▸ YOUR OBJECTIVE
Extract every line below, verbatim.

▸ MATERIAL FOR THIS EXERCISE
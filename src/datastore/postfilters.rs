//! Ways to filter posts based on their fields. Filter semantics work just like SQL:
//! If a field is unset, its filter won't be applied.
//! If set, filter out posts that don't match the filter.
use serde::Deserialize;
use uuid::Uuid;

/// Filters that can be applied to post listings on the datastore.
#[derive(Default, Deserialize, Debug, Eq, PartialEq)]
pub struct PostFilters {
    pub id: Option<Uuid>,
    pub author_id: Option<Uuid>,
    pub group_id: Option<Uuid>,
    pub text_contains: Option<String>,
}

impl PostFilters {
    /// Posts in one group, the listing behind `/group/{slug}`.
    pub fn by_group(group_id: Uuid) -> Self {
        Self {
            group_id: Some(group_id),
            ..Default::default()
        }
    }

    /// Posts by one author, the listing behind `/{username}`.
    pub fn by_author(author_id: Uuid) -> Self {
        Self {
            author_id: Some(author_id),
            ..Default::default()
        }
    }
}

▸ YOUR RESPONSE
filename src/datastore/postfilters.rs
//! Ways to filter posts based on their fields. Filter semantics work just like SQL:
//! If a field is unset, its filter won't be applied.
//! If set, filter out posts that don't match the filter.
use serde::Deserialize;
use uuid::Uuid;

/// Filters that can be applied to post listings on the datastore.
#[derive(Default, Deserialize, Debug, Eq, PartialEq)]
pub struct PostFilters {
    pub id: Option<Uuid>,
    pub author_id: Option<Uuid>,
    pub group_id: Option<Uuid>,
    pub text_contains: Option<String>,
}

impl PostFilters {
    /// Posts in one group, the listing behind `/group/{slug}`.
    pub fn by_group(group_id: Uuid) -> Self {
        Self {
            group_id: Some(group_id),
            ..Default::default()
        }
    }

    /// Posts by one author, the listing behind `/{username}`.
    pub fn by_author(author_id: Uuid) -> Self {
        Self {
            author_id: Some(author_id),
            ..Default::default()
        }
    }
}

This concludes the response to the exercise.